Si al caminar por las rutas del Torcal te has fijado en unas extrañas manchas de color rosado, púrpura o rojizo que parecen «teñir» la piedra caliza gris, no estás ante un mineral oxidado ni restos de pintura. Estás ante uno de los habitantes más discretos y resistentes de nuestra sierra: los líquenes crustáceos endolíticos.

¿Qué es esta «mancha» de color vino?
A diferencia de los líquenes amarillos que vemos en los troncos, este ejemplar (probablemente del género Bagliettoa o Placocarpus) es un maestro de la infiltración. Se le llama «crustáceo» porque forma una costra tan íntimamente pegada a la roca que es imposible separarlos sin romper la piedra.
Detalles y Curiosidades para Expertos:
- Viviendo dentro de la piedra: El término endolítico significa que este liquen no solo crece sobre la roca, sino que sus hifas (filamentos) penetran en los micro-poros de la caliza. Literalmente, el liquen «come» y disuelve el carbonato cálcico de la piedra para hacerse un hueco donde vivir protegido.
- El color rosa: Un escudo térmico: El tono rosado o rojizo que vemos en la imagen es una respuesta a la altísima radiación solar del Torcal. Estos organismos producen pigmentos (antocianos y otros ácidos liquénicos) que actúan como un filtro cromático. Esto evita que la luz ultravioleta dañe su maquinaria fotosintética, dándole ese aspecto de «mancha de sangre» o de vino derramado.
- Guerra de Fronteras: Si observas la foto con atención, verás líneas negras que delimitan las manchas blancas y rosas. Son líneas de hipotálo. Es una frontera química: cuando dos individuos se encuentran, segregan sustancias para impedir que el vecino le robe territorio. ¡Es un mapa de batallas territoriales a cámara lenta!

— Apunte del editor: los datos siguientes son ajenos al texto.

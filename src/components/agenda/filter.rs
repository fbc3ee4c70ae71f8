use super::window::DisplayWindow;
use crate::components::google_calendar::models::{CalendarEvent, EventTime};
use crate::utils::time::{resolve_local, DATE_FORMAT};
use chrono::{DateTime, FixedOffset, NaiveDate, NaiveTime, Utc};
use tracing::debug;

/// An event's start and end pinned to instants
#[derive(Debug, Clone, Copy, PartialEq, Eq)]
pub struct EffectiveSpan {
    pub start: DateTime<FixedOffset>,
    pub end: DateTime<FixedOffset>,
}

/// Instant used for bounds that fail to parse
pub fn epoch() -> DateTime<FixedOffset> {
    DateTime::<Utc>::default().fixed_offset()
}

/// Resolve one bound of an event.
///
/// `dateTime` wins when present; otherwise `date` is read as midnight at
/// `offset`. Anything unparsable becomes [`epoch`].
pub fn effective_time(time: &EventTime, offset: &FixedOffset) -> DateTime<FixedOffset> {
    if let Some(date_time) = time.date_time() {
        return DateTime::parse_from_rfc3339(date_time).unwrap_or_else(|e| {
            debug!("Unparsable dateTime {:?}: {}", date_time, e);
            epoch()
        });
    }

    match time.date() {
        Some(date) => match NaiveDate::parse_from_str(date, DATE_FORMAT) {
            Ok(date) => resolve_local(offset, date.and_time(NaiveTime::MIN)),
            Err(e) => {
                debug!("Unparsable date {:?}: {}", date, e);
                epoch()
            }
        },
        None => {
            debug!("Event bound has neither dateTime nor date");
            epoch()
        }
    }
}

/// Resolve both bounds of an event against the window's offset
pub fn effective_span(event: &CalendarEvent, window: &DisplayWindow) -> EffectiveSpan {
    let offset = window.offset();
    EffectiveSpan {
        start: effective_time(&event.start, &offset),
        end: effective_time(&event.end, &offset),
    }
}

/// Decide whether an event belongs to the window's agenda.
///
/// An event is shown when it ends on the target date (in its own offset), or
/// when it starts before the end of the query and ends after the target day
/// has begun.
pub fn is_included(span: &EffectiveSpan, window: &DisplayWindow) -> bool {
    let ends_on_target = span.end.date_naive() == window.target_date;
    let spans_into_target = span.start < window.query_end && span.end > window.day_start;
    ends_on_target || spans_into_target
}

/// Events of the agenda, in source order, with their resolved spans
pub fn select_events<'a>(
    events: &'a [CalendarEvent],
    window: &DisplayWindow,
) -> Vec<(&'a CalendarEvent, EffectiveSpan)> {
    events
        .iter()
        .filter_map(|event| {
            let span = effective_span(event, window);
            if is_included(&span, window) {
                Some((event, span))
            } else {
                debug!("Skipping {:?}, outside {}", event.summary, window.target_date_label);
                None
            }
        })
        .collect()
}

#[cfg(test)]
mod tests {
    use super::*;
    use crate::components::agenda::window::compute_window;
    use chrono_tz::Asia::Tokyo;

    fn window(y: i32, m: u32, d: u32) -> DisplayWindow {
        compute_window(NaiveDate::from_ymd_opt(y, m, d).unwrap(), &Tokyo)
    }

    fn included(event: &CalendarEvent, window: &DisplayWindow) -> bool {
        is_included(&effective_span(event, window), window)
    }

    #[test]
    fn test_effective_time_prefers_date_time() {
        let offset = FixedOffset::east_opt(9 * 3600).unwrap();
        let time = EventTime {
            date_time: Some("2024-03-10T09:00:00-05:00".to_string()),
            date: Some("2024-01-01".to_string()),
            time_zone: None,
        };
        // The event's own offset is kept
        assert_eq!(effective_time(&time, &offset).to_rfc3339(), "2024-03-10T09:00:00-05:00");
    }

    #[test]
    fn test_effective_time_date_only_is_midnight() {
        let offset = FixedOffset::east_opt(9 * 3600).unwrap();
        let time = EventTime::all_day("2024-03-10");
        assert_eq!(effective_time(&time, &offset).to_rfc3339(), "2024-03-10T00:00:00+09:00");
    }

    #[test]
    fn test_effective_time_falls_back_to_epoch() {
        let offset = FixedOffset::east_opt(0).unwrap();
        assert_eq!(effective_time(&EventTime::timed("not a time"), &offset), epoch());
        assert_eq!(effective_time(&EventTime::all_day("2024-13-01"), &offset), epoch());
        assert_eq!(effective_time(&EventTime::default(), &offset), epoch());
        assert_eq!(epoch().timestamp(), 0);
    }

    #[test]
    fn test_event_on_target_day() {
        let event = CalendarEvent::timed(
            "Standup",
            "2024-03-10T09:00:00+09:00",
            "2024-03-10T09:30:00+09:00",
        );
        assert!(included(&event, &window(2024, 3, 10)));
        assert!(!included(&event, &window(2024, 3, 9)));
        assert!(!included(&event, &window(2024, 3, 11)));
    }

    #[test]
    fn test_all_day_event_on_target_day() {
        let event = CalendarEvent::all_day("Trip", "2024-03-10", "2024-03-11");
        assert!(included(&event, &window(2024, 3, 10)));
    }

    #[test]
    fn test_all_day_event_ending_on_target_day() {
        // Date-only ends are exclusive, but the end date still matches
        let event = CalendarEvent::all_day("Holiday", "2024-03-09", "2024-03-10");
        assert!(included(&event, &window(2024, 3, 10)));
    }

    #[test]
    fn test_multi_day_all_day_event() {
        let event = CalendarEvent::all_day("Conference", "2024-03-08", "2024-03-12");
        assert!(included(&event, &window(2024, 3, 10)));
        assert!(!included(&event, &window(2024, 3, 13)));
    }

    #[test]
    fn test_overnight_event() {
        let event = CalendarEvent::timed(
            "Night shift",
            "2024-03-09T22:00:00+09:00",
            "2024-03-10T01:00:00+09:00",
        );
        assert!(included(&event, &window(2024, 3, 10)));
        assert!(!included(&event, &window(2024, 3, 8)));
    }

    #[test]
    fn test_previous_day_event_is_excluded() {
        let event = CalendarEvent::timed(
            "Dinner",
            "2024-03-09T19:00:00+09:00",
            "2024-03-09T21:00:00+09:00",
        );
        assert!(!included(&event, &window(2024, 3, 10)));

        let event = CalendarEvent::timed(
            "Old",
            "2024-03-08T10:00:00+09:00",
            "2024-03-08T11:00:00+09:00",
        );
        assert!(!included(&event, &window(2024, 3, 10)));
    }

    #[test]
    fn test_event_ending_at_midnight() {
        // Ends at the target day's midnight in its own offset: the end date matches
        let event = CalendarEvent::timed(
            "Late",
            "2024-03-09T23:00:00+09:00",
            "2024-03-10T00:00:00+09:00",
        );
        assert!(included(&event, &window(2024, 3, 10)));

        // Same instant written in UTC: the end date is the day before and the
        // overlap check is strict
        let event = CalendarEvent::timed(
            "Late UTC",
            "2024-03-09T14:00:00Z",
            "2024-03-09T15:00:00Z",
        );
        assert!(!included(&event, &window(2024, 3, 10)));
    }

    #[test]
    fn test_start_before_query_end_is_included() {
        let event = CalendarEvent::timed(
            "Late start",
            "2024-03-10T23:59:30+09:00",
            "2024-03-11T00:30:00+09:00",
        );
        assert!(included(&event, &window(2024, 3, 10)));
    }

    #[test]
    fn test_start_at_query_end_is_excluded() {
        // The query ends at 23:59:59 and the comparison is strict
        let event = CalendarEvent::timed(
            "Too late",
            "2024-03-10T23:59:59+09:00",
            "2024-03-11T00:30:00+09:00",
        );
        assert!(!included(&event, &window(2024, 3, 10)));
    }

    #[test]
    fn test_end_date_uses_event_offset() {
        // 2024-03-10 20:00 in New York is already 2024-03-11 in Tokyo
        let event = CalendarEvent::timed(
            "Call",
            "2024-03-10T19:00:00-04:00",
            "2024-03-10T20:00:00-04:00",
        );
        let target = window(2024, 3, 10);
        let span = effective_span(&event, &target);
        assert_eq!(span.end.date_naive(), target.target_date);
        assert!(is_included(&span, &target));
    }

    #[test]
    fn test_malformed_event_does_not_panic() {
        let event = CalendarEvent::timed("Broken", "garbage", "garbage");
        assert!(!included(&event, &window(2024, 3, 10)));

        // Start unparsable, end fine: still shown because it ends on the day
        let event = CalendarEvent::timed("Half", "garbage", "2024-03-10T10:00:00+09:00");
        assert!(included(&event, &window(2024, 3, 10)));
    }

    #[test]
    fn test_select_events_keeps_source_order() {
        let events = vec![
            CalendarEvent::timed("B", "2024-03-10T12:00:00+09:00", "2024-03-10T13:00:00+09:00"),
            CalendarEvent::timed("skip", "2024-03-08T12:00:00+09:00", "2024-03-08T13:00:00+09:00"),
            CalendarEvent::timed("A", "2024-03-10T08:00:00+09:00", "2024-03-10T09:00:00+09:00"),
        ];
        let selected = select_events(&events, &window(2024, 3, 10));
        let names: Vec<&str> = selected.iter().map(|(e, _)| e.summary.as_str()).collect();
        assert_eq!(names, vec!["B", "A"]);
    }
}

- Escultores del Paisaje: Aunque parezcan inofensivos, estos líquenes son responsables del modelado del Torcal. Al segregar ácidos para disolver la roca, contribuyen a la meteorización biológica, ayudando a que con los siglos se formen esas texturas rugosas y alveoladas tan típicas de nuestras piedras.
Curiosidades que «rompen moldes»
- Crecimiento Geológico: Mientras que una planta crece en semanas, estos líquenes miden su tiempo en décadas o siglos. Algunos círculos rosados de apenas unos centímetros pueden tener más de 50 o 100 años. Son, posiblemente, los seres vivos más viejos que verás en tu ruta.
- Invisibles en la sequía: Durante los meses de verano más duros, estos líquenes pueden perder su color brillante y volverse grisáceos o blanquecinos, pareciendo simple piedra inerte. Solo con la humedad de las nubes bajas que chocan contra el Torcal, sus pigmentos se hidratan y recuperan ese rosa intenso tan fotogénico.
- Dureza extrema: Soportan cambios de temperatura brutales, desde las heladas nocturnas bajo cero en invierno hasta los 40°C sobre la piedra blanca en verano. Son auténticos «astronautas» de la biología.
¿Cómo identificarlo en el Torcal?
Busca las rocas calizas más compactas y expuestas al sur. Verás un mosaico de colores:
- Blanco tiza: Líquenes calcícolas que parecen manchas de cal.
- Negro: Líquenes del género Verrucaria.
- Rosa/Púrpura: Nuestro protagonista, el que le da ese toque de color «mágico» a la piedra gris.
Reflexión para el senderista: La próxima vez que te apoyes en una roca para descansar, recuerda que podrías estar tocando un organismo que lleva allí desde antes de que se inventara el coche, luchando milímetro a milímetro por conquistar el corazón de la piedra.